"Je pense à eux parfois. Ces trois médecins qui nous ont annoncé la mort de Gaspard. Deux hommes et une femme. Ils étaient plus pâles que nous en entrant dans la pièce. Ils savaient. Je pense à eux parfois. Et je me demande quel a été pour eux ce 21 janvier. Qu'ont-ils fait après ? Que peut-on faire après avoir annoncé à des parents le suicide de leur enfant? Sont-ils repartis dans leur service, auprès d'autres patients? Sont-ils rentrés chez eux serrer dans leurs bras ceux qu'ils aiment ? Qu'ont-ils fait de leur journée ? Et qu'ont-ils fait de leur peine ? Car nous avons senti leur peine discrète mais sincère. La femme nous a raccompagnés jusqu'à la sortie.
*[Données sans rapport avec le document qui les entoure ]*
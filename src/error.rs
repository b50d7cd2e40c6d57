//! Error types for report generation.
//!
//! Hook failures are not errors: they are part of the result data and are
//! rendered like any other content. The errors here cover templates that
//! cannot be resolved or filled, and output files that cannot be written.

use crate::report::Section;
use std::io;
use std::path::PathBuf;

/// Failure inside a single section template
#[derive(Debug, thiserror::Error)]
pub enum TemplateError {
    #[error("write failed: {0}")]
    Io(#[from] io::Error),

    #[error("expected {expected} data, got {found}")]
    UnexpectedData { expected: &'static str, found: &'static str },
}

/// Failure to drive the section sequence of a page
#[derive(Debug, thiserror::Error)]
pub enum RenderError {
    #[error("no template registered for section '{section}'")]
    MissingTemplate { section: Section },

    #[error("section '{section}' failed to render: {source}")]
    Template {
        section: Section,
        #[source]
        source: TemplateError,
    },
}

/// Failure of a report generation run
#[derive(Debug, thiserror::Error)]
pub enum ReportError {
    #[error("failed to create directory {}: {source}", path.display())]
    CreateDir {
        path: PathBuf,
        #[source]
        source: io::Error,
    },

    #[error("failed to create {}: {source}", path.display())]
    CreateFile {
        path: PathBuf,
        #[source]
        source: io::Error,
    },

    #[error("failed to write {}: {source}", path.display())]
    Write {
        path: PathBuf,
        #[source]
        source: io::Error,
    },

    #[error("failed to render {}: {source}", page.display())]
    Render {
        page: PathBuf,
        #[source]
        source: RenderError,
    },

    #[error("failed to serialize search index: {0}")]
    SearchIndex(#[from] serde_json::Error),

    #[error("failed to build worker pool: {0}")]
    ThreadPool(#[from] rayon::ThreadPoolBuildError),

    #[error("{} and {} both map to report page {location}", first.display(), second.display())]
    DuplicatePage { location: String, first: PathBuf, second: PathBuf },

    #[error("{} maps to {location}, which is reserved for the suite index", spec.display())]
    ReservedPage { location: String, spec: PathBuf },

    #[error("{failed} of {total} pages failed; first failure: {first}")]
    PagesFailed { failed: usize, total: usize, first: Box<ReportError> },
}
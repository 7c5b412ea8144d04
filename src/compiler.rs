//! Turns loosely typed request parameters into a bounded [`EffectParameters`]
//! and renders the ffmpeg argument list for the degradation pipeline.

use std::collections::HashMap;
use std::ffi::OsString;
use std::path::Path;

use serde::Serialize;

/// Width every output is scaled back up to with nearest-neighbour sampling.
pub const OUTPUT_WIDTH: u32 = 1280;

pub const PRESET_KEY: &str = "preset";

#[derive(Debug, Clone, Copy, PartialEq, Serialize)]
#[serde(rename_all = "camelCase")]
pub struct EffectParameters {
    pub frame_rate: f64,
    pub crunch_width: u32,
    pub grain: f64,
    pub contrast: f64,
    pub brightness: f64,
    pub gamma: f64,
    pub saturation: f64,
    pub quality: u32,
}

impl Default for EffectParameters {
    fn default() -> Self {
        EffectParameters {
            frame_rate: FRAME_RATE.default,
            crunch_width: CRUNCH_WIDTH.default as u32,
            grain: GRAIN.default,
            contrast: CONTRAST.default,
            brightness: BRIGHTNESS.default,
            gamma: GAMMA.default,
            saturation: SATURATION.default,
            quality: QUALITY.default as u32,
        }
    }
}

pub struct Field {
    pub aliases: &'static [&'static str],
    pub min: f64,
    pub max: f64,
    pub default: f64,
    pub integer: bool,
}

pub const FRAME_RATE: Field = Field {
    aliases: &["fps", "frameRate", "framerate", "frame_rate"],
    min: 4.0,
    max: 30.0,
    default: 12.0,
    integer: false,
};

pub const CRUNCH_WIDTH: Field = Field {
    aliases: &["crunch", "crunchWidth", "crunch_width", "width"],
    min: 180.0,
    max: 960.0,
    default: 480.0,
    integer: true,
};

pub const GRAIN: Field = Field {
    aliases: &["grain", "noise"],
    min: 0.0,
    max: 30.0,
    default: 14.0,
    integer: false,
};

pub const CONTRAST: Field = Field {
    aliases: &["contrast"],
    min: 0.8,
    max: 1.6,
    default: 1.2,
    integer: false,
};

pub const BRIGHTNESS: Field = Field {
    aliases: &["brightness"],
    min: -0.2,
    max: 0.2,
    default: 0.02,
    integer: false,
};

pub const GAMMA: Field = Field {
    aliases: &["gamma"],
    min: 0.7,
    max: 1.4,
    default: 1.0,
    integer: false,
};

pub const SATURATION: Field = Field {
    aliases: &["saturation", "sat"],
    min: 0.0,
    max: 1.5,
    default: 0.8,
    integer: false,
};

pub const QUALITY: Field = Field {
    aliases: &["crf", "quality"],
    min: 18.0,
    max: 35.0,
    default: 28.0,
    integer: true,
};

impl Field {
    fn resolve(&self, raw: &RawParameters, fallback: f64) -> f64 {
        let value = self
            .aliases
            .iter()
            .find_map(|alias| raw.get(alias))
            .and_then(|text| text.parse::<f64>().ok())
            .filter(|value| value.is_finite())
            .unwrap_or(fallback);

        let value = if self.integer { value.round() } else { value };

        value.clamp(self.min, self.max)
    }
}

/// Request parameters keyed by whatever name the client used.
#[derive(Debug, Clone, Default)]
pub struct RawParameters {
    values: HashMap<String, String>,
}

impl RawParameters {
    pub fn new() -> Self {
        Self::default()
    }

    /// Keeps the first occurrence of a repeated key.
    pub fn insert(&mut self, key: impl Into<String>, value: impl Into<String>) {
        self.values.entry(key.into()).or_insert_with(|| value.into());
    }

    /// Present and non-empty after trimming.
    pub fn get(&self, key: &str) -> Option<&str> {
        self.values
            .get(key)
            .map(|value| value.trim())
            .filter(|value| !value.is_empty())
    }
}

impl<K: Into<String>, V: Into<String>> FromIterator<(K, V)> for RawParameters {
    fn from_iter<I: IntoIterator<Item = (K, V)>>(iter: I) -> Self {
        let mut raw = RawParameters::new();
        for (key, value) in iter {
            raw.insert(key, value);
        }
        raw
    }
}

#[derive(Debug, Clone, Copy, Serialize)]
pub struct Preset {
    pub name: &'static str,
    pub values: EffectParameters,
}

pub static PRESETS: [Preset; 4] = [
    Preset {
        name: "punk-camcorder",
        values: EffectParameters {
            frame_rate: 12.0,
            crunch_width: 320,
            grain: 22.0,
            contrast: 1.25,
            brightness: 0.02,
            gamma: 1.05,
            saturation: 0.75,
            quality: 30,
        },
    },
    Preset {
        name: "washed-dv",
        values: EffectParameters {
            frame_rate: 15.0,
            crunch_width: 480,
            grain: 14.0,
            contrast: 1.05,
            brightness: 0.04,
            gamma: 1.1,
            saturation: 0.65,
            quality: 28,
        },
    },
    Preset {
        name: "brutal-bw",
        values: EffectParameters {
            frame_rate: 12.0,
            crunch_width: 360,
            grain: 18.0,
            contrast: 1.45,
            brightness: -0.02,
            gamma: 0.95,
            saturation: 0.0,
            quality: 29,
        },
    },
    Preset {
        name: "hi-grime",
        values: EffectParameters {
            frame_rate: 10.0,
            crunch_width: 240,
            grain: 28.0,
            contrast: 1.3,
            brightness: 0.0,
            gamma: 1.0,
            saturation: 0.85,
            quality: 34,
        },
    },
];

fn normalize_preset_name(name: &str) -> String {
    name.chars()
        .filter(|c| !matches!(c, ' ' | '-' | '_' | '&'))
        .flat_map(char::to_lowercase)
        .collect()
}

/// Looks a preset up by name, ignoring case and separators ("BRUTAL B&W" finds "brutal-bw").
pub fn find_preset(name: &str) -> Option<&'static Preset> {
    let wanted = normalize_preset_name(name);
    PRESETS
        .iter()
        .find(|preset| normalize_preset_name(preset.name) == wanted)
}

/// Never fails: missing or unparseable values take the default, everything is clamped.
pub fn compile(raw: &RawParameters) -> EffectParameters {
    let base = raw
        .get(PRESET_KEY)
        .and_then(find_preset)
        .map(|preset| preset.values)
        .unwrap_or_default();

    EffectParameters {
        frame_rate: FRAME_RATE.resolve(raw, base.frame_rate),
        crunch_width: CRUNCH_WIDTH.resolve(raw, base.crunch_width as f64) as u32,
        grain: GRAIN.resolve(raw, base.grain),
        contrast: CONTRAST.resolve(raw, base.contrast),
        brightness: BRIGHTNESS.resolve(raw, base.brightness),
        gamma: GAMMA.resolve(raw, base.gamma),
        saturation: SATURATION.resolve(raw, base.saturation),
        quality: QUALITY.resolve(raw, base.quality as f64) as u32,
    }
}

/// The comma-separated `-vf` chain. Stage order matters: the grain goes on last
/// so neither the upscale nor the colour stage touches it.
pub fn filter_chain(params: &EffectParameters) -> String {
    [
        format!("fps={}", params.frame_rate),
        format!("scale={}:-2", params.crunch_width),
        format!("scale={OUTPUT_WIDTH}:-2:flags=neighbor"),
        format!(
            "eq=contrast={}:brightness={}:gamma={}:saturation={}",
            params.contrast, params.brightness, params.gamma, params.saturation
        ),
        format!("noise=alls={}:allf=t+u", params.grain),
    ]
    .join(",")
}

pub fn render_arguments(params: &EffectParameters, input: &Path, output: &Path) -> Vec<OsString> {
    let mut arguments: Vec<OsString> = [
        "-hide_banner",
        "-nostdin",
        "-nostats",
        "-loglevel",
        "error",
        "-y",
        "-i",
    ]
    .into_iter()
    .map(OsString::from)
    .collect();

    arguments.push(input.as_os_str().to_owned());

    arguments.extend(
        [
            "-map".to_owned(),
            "0:v:0".to_owned(),
            "-map".to_owned(),
            "0:a?".to_owned(),
            "-vf".to_owned(),
            filter_chain(params),
            "-c:v".to_owned(),
            "libx264".to_owned(),
            "-preset".to_owned(),
            "veryfast".to_owned(),
            "-crf".to_owned(),
            params.quality.to_string(),
            "-pix_fmt".to_owned(),
            "yuv420p".to_owned(),
            "-c:a".to_owned(),
            "aac".to_owned(),
            "-b:a".to_owned(),
            "128k".to_owned(),
            "-movflags".to_owned(),
            "+faststart".to_owned(),
        ]
        .into_iter()
        .map(OsString::from),
    );

    arguments.push(output.as_os_str().to_owned());

    arguments
}
use std::collections::HashSet;
use std::env;
use std::path::PathBuf;
use std::str::FromStr;
use std::time::Duration;

const MEBIBYTE: u64 = 1024 * 1024;

const DEFAULT_ALLOWED_ORIGINS: [&str; 3] = [
    "http://localhost:3000",
    "https://framecrush.net",
    "https://www.framecrush.net",
];

/// How long a single transcode may run before the child is killed.
#[derive(Debug, Clone, PartialEq)]
pub enum TimeoutPolicy {
    Unbounded,
    Bounded { base: Duration, per_mebibyte: Duration },
}

impl TimeoutPolicy {
    pub fn timeout_for(&self, input_bytes: u64) -> Option<Duration> {
        match self {
            TimeoutPolicy::Unbounded => None,
            TimeoutPolicy::Bounded { base, per_mebibyte } => {
                let started_mebibytes = input_bytes.div_ceil(MEBIBYTE);
                let extra = per_mebibyte.saturating_mul(started_mebibytes.min(u32::MAX as u64) as u32);
                Some(base.saturating_add(extra))
            }
        }
    }
}

#[derive(Debug, Clone)]
pub struct Config {
    pub bind_address: String,
    pub port: u16,
    pub upload_dir: PathBuf,
    pub output_dir: PathBuf,
    pub ffmpeg_program: String,
    pub max_upload_bytes: u64,
    pub timeout: TimeoutPolicy,
    pub allowed_origins: HashSet<String>,
}

impl Default for Config {
    fn default() -> Self {
        Config {
            bind_address: "0.0.0.0".to_owned(),
            port: 3001,
            upload_dir: PathBuf::from("uploads"),
            output_dir: PathBuf::from("outputs"),
            ffmpeg_program: "ffmpeg".to_owned(),
            max_upload_bytes: 150 * MEBIBYTE,
            timeout: TimeoutPolicy::Unbounded,
            allowed_origins: DEFAULT_ALLOWED_ORIGINS
                .iter()
                .map(|origin| origin.to_string())
                .collect(),
        }
    }
}

fn parse_or<T: FromStr>(lookup: &impl Fn(&str) -> Option<String>, key: &str, default: T) -> T {
    match lookup(key) {
        None => default,
        Some(raw) => match raw.trim().parse::<T>() {
            Ok(value) => value,
            Err(_) => {
                log::warn!("Ignoring invalid value {raw:?} for {key}, using the default");
                default
            }
        },
    }
}

fn parse_seconds(lookup: &impl Fn(&str) -> Option<String>, key: &str) -> Option<Duration> {
    let raw = lookup(key)?;

    match raw.trim().parse::<u64>() {
        Ok(seconds) => Some(Duration::from_secs(seconds)),
        Err(_) => {
            log::warn!("Ignoring invalid value {raw:?} for {key}");
            None
        }
    }
}

impl Config {
    pub fn from_env() -> Config {
        Config::from_lookup(|key| env::var(key).ok())
    }

    pub fn from_lookup(lookup: impl Fn(&str) -> Option<String>) -> Config {
        let defaults = Config::default();

        let base = parse_seconds(&lookup, "JOB_TIMEOUT_SECS");
        let per_mebibyte = parse_seconds(&lookup, "JOB_TIMEOUT_SECS_PER_MB");

        let timeout = match (base, per_mebibyte) {
            (None, None) => TimeoutPolicy::Unbounded,
            (base, per_mebibyte) => TimeoutPolicy::Bounded {
                base: base.unwrap_or_default(),
                per_mebibyte: per_mebibyte.unwrap_or_default(),
            },
        };

        let allowed_origins = match lookup("ALLOWED_ORIGINS") {
            Some(list) => list
                .split(',')
                .map(|origin| origin.trim().trim_end_matches('/'))
                .filter(|origin| !origin.is_empty())
                .map(str::to_owned)
                .collect(),
            None => defaults.allowed_origins,
        };

        Config {
            bind_address: lookup("BIND_ADDRESS").unwrap_or(defaults.bind_address),
            port: parse_or(&lookup, "PORT", defaults.port),
            upload_dir: lookup("UPLOAD_DIR").map(PathBuf::from).unwrap_or(defaults.upload_dir),
            output_dir: lookup("OUTPUT_DIR").map(PathBuf::from).unwrap_or(defaults.output_dir),
            ffmpeg_program: lookup("FFMPEG_PATH").unwrap_or(defaults.ffmpeg_program),
            max_upload_bytes: parse_or(&lookup, "MAX_UPLOAD_BYTES", defaults.max_upload_bytes),
            timeout,
            allowed_origins,
        }
    }

    pub async fn ensure_staging_dirs(&self) -> std::io::Result<()> {
        tokio::fs::create_dir_all(&self.upload_dir).await?;
        tokio::fs::create_dir_all(&self.output_dir).await?;
        Ok(())
    }
}
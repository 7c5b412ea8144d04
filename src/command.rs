use std::process::{Output, Stdio};
use std::sync::OnceLock;

use regex::Regex;
use tokio::process::Command;

const EXCERPT_LINES: usize = 20;

fn io_err(message: &str) -> std::io::Error {
    std::io::Error::new(std::io::ErrorKind::Other, message.to_string())
}

pub async fn run_command(
    executable: &str,
    arguments: &[&str],
    descriptor: &str,
) -> std::io::Result<Output> {
    let output = Command::new(executable)
        .args(arguments)
        .stdin(Stdio::null())
        .kill_on_drop(true)
        .output()
        .await?;

    if !output.status.success() {
        return match String::from_utf8(output.stderr) {
            Ok(text) => Err(io_err(&format!("{descriptor} failed\n\n{text}"))),
            Err(_) => Err(io_err(&format!(
                "{descriptor} failed and the output was not UTF-8"
            ))),
        };
    }

    Ok(output)
}

/// Whether the transcoder can be launched at all.
pub async fn check_available(executable: &str) -> std::io::Result<String> {
    let output = run_command(executable, &["-version"], executable).await?;
    let text = String::from_utf8_lossy(&output.stdout);

    Ok(text.lines().next().unwrap_or_default().to_owned())
}

fn noise_re() -> &'static Regex {
    static NOISE: OnceLock<Regex> = OnceLock::new();
    NOISE.get_or_init(|| {
        Regex::new(r"^\s*$|^\s*(frame=|size=|Press \[q\]|Last message repeated)").unwrap()
    })
}

/// The tail of the transcoder's stderr with progress chatter removed.
pub fn diagnostic_excerpt(stderr: &[u8]) -> String {
    let text = String::from_utf8_lossy(stderr);
    let lines: Vec<&str> = text
        .lines()
        .map(|line| line.rsplit('\r').next().unwrap_or(line))
        .filter(|line| !noise_re().is_match(line))
        .collect();

    let start = lines.len().saturating_sub(EXCERPT_LINES);
    lines[start..].join("\n")
}


#[cfg(test)]
mod tests {
    use super::*;

    #[test]
    fn excerpt_drops_progress_and_blank_lines() {
        let stderr = b"Input #0, mov\n\nframe=   10 fps=0.0 q=0.0 size=0kB\rframe=   20 fps=0.0\n\
            [h264 @ 0x1] error while decoding\nPress [q] to stop\nConversion failed!\n";

        assert_eq!(
            diagnostic_excerpt(stderr),
            "Input #0, mov\n[h264 @ 0x1] error while decoding\nConversion failed!"
        );
    }

    #[test]
    fn excerpt_keeps_only_the_tail() {
        let stderr: String = (0..50).map(|i| format!("line {i}\n")).collect();
        let excerpt = diagnostic_excerpt(stderr.as_bytes());

        assert_eq!(excerpt.lines().count(), EXCERPT_LINES);
        assert!(excerpt.starts_with("line 30"));
        assert!(excerpt.ends_with("line 49"));
    }

    #[test]
    fn excerpt_of_invalid_utf8_is_lossy() {
        assert_eq!(diagnostic_excerpt(b"bad \xff byte\n"), "bad \u{fffd} byte");
    }

    #[actix_web::test]
    async fn missing_executable_is_an_error() {
        assert!(check_available("framecrush-no-such-transcoder").await.is_err());
    }
}
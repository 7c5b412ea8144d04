use std::ffi::OsString;
use std::io;
use std::path::Path;
use std::process::{ExitStatus, Stdio};
use std::time::Duration;

use thiserror::Error;
use tokio::process::Command;

use crate::command::diagnostic_excerpt;
use crate::compiler::render_arguments;
use crate::config::Config;
use crate::models::{Job, State};

#[derive(Debug, Error)]
pub enum JobError {
    #[error("could not launch {program}: {source}")]
    EnvironmentUnavailable {
        program: String,
        #[source]
        source: io::Error,
    },

    #[error("transcoder exited with {status}")]
    ProcessingFailed { status: ExitStatus, diagnostic: String },

    #[error("transcoder reported success but wrote no output")]
    MissingOutput,

    #[error("transcoder did not finish within {0:?}")]
    TimedOut(Duration),

    #[error("failed waiting for transcoder: {0}")]
    Io(#[from] io::Error),
}

impl JobError {
    pub fn is_environment(&self) -> bool {
        matches!(self, JobError::EnvironmentUnavailable { .. })
    }

    pub fn diagnostic(&self) -> Option<&str> {
        match self {
            JobError::ProcessingFailed { diagnostic, .. } if !diagnostic.is_empty() => {
                Some(diagnostic)
            }
            _ => None,
        }
    }
}

/// Runs the transcoder once with `arguments` as discrete tokens, never through a shell.
///
/// The child is killed if this future is dropped, which covers both the timeout
/// and a client that goes away mid-request.
pub async fn run_ffmpeg(
    program: &str,
    arguments: &[OsString],
    output_path: &Path,
    timeout: Option<Duration>,
) -> Result<(), JobError> {
    let process = Command::new(program)
        .args(arguments)
        .stdin(Stdio::null())
        .stdout(Stdio::null())
        .stderr(Stdio::piped())
        .kill_on_drop(true)
        .spawn()
        .map_err(|source| JobError::EnvironmentUnavailable {
            program: program.to_owned(),
            source,
        })?;

    let output = match timeout {
        Some(limit) => tokio::time::timeout(limit, process.wait_with_output())
            .await
            .map_err(|_| JobError::TimedOut(limit))??,
        None => process.wait_with_output().await?,
    };

    if !output.status.success() {
        return Err(JobError::ProcessingFailed {
            status: output.status,
            diagnostic: diagnostic_excerpt(&output.stderr),
        });
    }

    match tokio::fs::metadata(output_path).await {
        Ok(metadata) if metadata.is_file() => Ok(()),
        _ => Err(JobError::MissingOutput),
    }
}

fn log_failure(job: &Job, err: &JobError) {
    let id = job.id();
    let message = job.error_message.as_deref().unwrap_or_default();

    if err.is_environment() {
        log::error!("[{id}] processor: transcoder unavailable, check the installation: {message}");
        return;
    }

    match err.diagnostic() {
        Some(diagnostic) => log::error!("[{id}] processor: ended with error: {message}\n{diagnostic}"),
        None => log::error!("[{id}] processor: ended with error: {message}"),
    }
}

pub async fn process_job(job: &mut Job, config: &Config) -> Result<(), JobError> {
    let id = job.id();
    let arguments = render_arguments(&job.parameters, job.input.path(), job.output.path());

    job.state = State::Processing;

    log::info!("[{id}] processor: starting ffmpeg ({} bytes of input)", job.input_size);
    log::debug!("[{id}] processor: parameters {:?}", job.parameters);
    log::debug!("[{id}] processor: arguments {:?}", arguments);

    let result = run_ffmpeg(
        &config.ffmpeg_program,
        &arguments,
        job.output.path(),
        config.timeout.timeout_for(job.input_size),
    )
    .await;

    match &result {
        Ok(()) => job.state = State::Done,
        Err(err) => {
            job.state = State::Error;
            job.error_message = Some(err.to_string());
            log_failure(job, err);
        }
    }

    log::info!("[{id}] processor: finished as {:?}", job.state);

    result
}
use std::fmt;
use std::io::ErrorKind;
use std::path::{Path, PathBuf};
use std::time::{SystemTime, UNIX_EPOCH};
use uuid::Uuid;

use crate::compiler::EffectParameters;

pub enum FileType {
    Input,
    Output,
}

/// Unique per job: creation time in milliseconds plus a random v4 uuid.
#[derive(Debug, Clone, PartialEq, Eq)]
pub struct JobToken {
    pub id: Uuid,
    pub created_millis: u128,
}

impl JobToken {
    pub fn new() -> JobToken {
        let created_millis = SystemTime::now()
            .duration_since(UNIX_EPOCH)
            .map(|elapsed| elapsed.as_millis())
            .unwrap_or_default();

        JobToken {
            id: Uuid::new_v4(),
            created_millis,
        }
    }
}

impl fmt::Display for JobToken {
    fn fmt(&self, f: &mut fmt::Formatter<'_>) -> fmt::Result {
        write!(f, "{}-{}", self.created_millis, self.id.simple())
    }
}

pub fn build_path(dir: &Path, token: &JobToken, file_type: FileType) -> PathBuf {
    match file_type {
        FileType::Input => dir.join(format!("upload-{token}")),
        FileType::Output => dir.join(format!("crushed-{token}.mp4")),
    }
}

/// Deletes a staged file. A file that is already gone counts as removed; other
/// failures are logged and swallowed.
pub fn remove_artifact(path: &Path) {
    match std::fs::remove_file(path) {
        Ok(()) => {}
        Err(err) if err.kind() == ErrorKind::NotFound => {}
        Err(err) => log::warn!("Failed to remove artifact {}: {}", path.display(), err),
    }
}

/// A staged file owned by one job, removed when the guard is dropped.
#[derive(Debug)]
pub struct Artifact {
    path: PathBuf,
}

impl Artifact {
    pub fn new(path: PathBuf) -> Artifact {
        Artifact { path }
    }

    pub fn path(&self) -> &Path {
        &self.path
    }
}

impl Drop for Artifact {
    fn drop(&mut self) {
        remove_artifact(&self.path);
    }
}

#[derive(Debug, Clone, PartialEq)]
pub enum State {
    Waiting,
    Processing,
    Done,
    Error,
}

#[derive(Debug)]
pub struct Job {
    pub token: JobToken,
    pub input: Artifact,
    pub output: Artifact,
    pub input_size: u64,
    pub parameters: EffectParameters,
    pub state: State,
    pub error_message: Option<String>,
}

impl Job {
    pub fn new(
        token: JobToken,
        input: Artifact,
        input_size: u64,
        output_dir: &Path,
        parameters: EffectParameters,
    ) -> Job {
        let output = Artifact::new(build_path(output_dir, &token, FileType::Output));

        Job {
            token,
            input,
            output,
            input_size,
            parameters,
            state: State::Waiting,
            error_message: None,
        }
    }

    pub fn id(&self) -> Uuid {
        self.token.id
    }

    /// Hands both guards to whoever delivers the output; they are deleted once that owner drops them.
    pub fn into_artifacts(self) -> (Artifact, Artifact) {
        (self.input, self.output)
    }
}

#[cfg(test)]
mod tests {
    use super::*;

    #[test]
    fn tokens_are_distinct() {
        let first = JobToken::new();
        let second = JobToken::new();

        assert_ne!(first, second);
        assert_ne!(first.to_string(), second.to_string());
    }

    #[test]
    fn paths_land_in_their_staging_dirs() {
        let token = JobToken::new();
        let input = build_path(Path::new("uploads"), &token, FileType::Input);
        let output = build_path(Path::new("outputs"), &token, FileType::Output);

        assert_eq!(input.parent(), Some(Path::new("uploads")));
        assert_eq!(output.parent(), Some(Path::new("outputs")));
        assert!(output.to_string_lossy().ends_with(".mp4"));
        assert!(output.to_string_lossy().contains(&token.to_string()));
    }

    #[test]
    fn artifact_is_removed_on_drop() {
        let dir = tempfile::tempdir().unwrap();
        let path = dir.path().join("staged");
        std::fs::write(&path, b"data").unwrap();

        drop(Artifact::new(path.clone()));

        assert!(!path.exists());
    }

    #[test]
    fn removing_twice_is_harmless() {
        let dir = tempfile::tempdir().unwrap();
        let path = dir.path().join("staged");
        std::fs::write(&path, b"data").unwrap();

        remove_artifact(&path);
        remove_artifact(&path);
        drop(Artifact::new(path.clone()));

        assert!(!path.exists());
    }

    #[test]
    fn job_output_shares_the_input_token() {
        let dir = tempfile::tempdir().unwrap();
        let token = JobToken::new();
        let input = Artifact::new(build_path(dir.path(), &token, FileType::Input));
        let job = Job::new(token.clone(), input, 0, dir.path(), EffectParameters::default());

        assert_eq!(job.state, State::Waiting);
        assert_eq!(job.id(), token.id);
        assert!(job.output.path().to_string_lossy().contains(&token.to_string()));
    }
}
Au moment de franchir la porte qui nous conduisait à notre vie sans lui, elle m'a caressé le bras. (..) Dans le poids de sa main, j'ai perçu la compassion d'une femme, d'une mère. La blouse blanche ne laissait voir que le médecin. Son geste m'a rappelé son humanité. (..) Je pense à eux parfois. Souvent même."
Anne Dauphine Julliard
On ne sort pas indemne des drames humains qu'on accompagne, le
masque et le latex des gants protègent de l'infection, pas de
l'émotion. Un jour dans un ascenseur bondé des Cliniques Saint
Luc, seule dans sa bulle, une jeune assistante pleurait
silencieusement. Je ne saurai jamais pourquoi, ni ses compétences.
Et pourtant, devrais-je être malade, c'est vers ce genre de
médecin que je crois que je m'orienterais.
Lu dans:
Anne Dauphine Julliard. Ajouter de la vie aux jours. Les Arênes.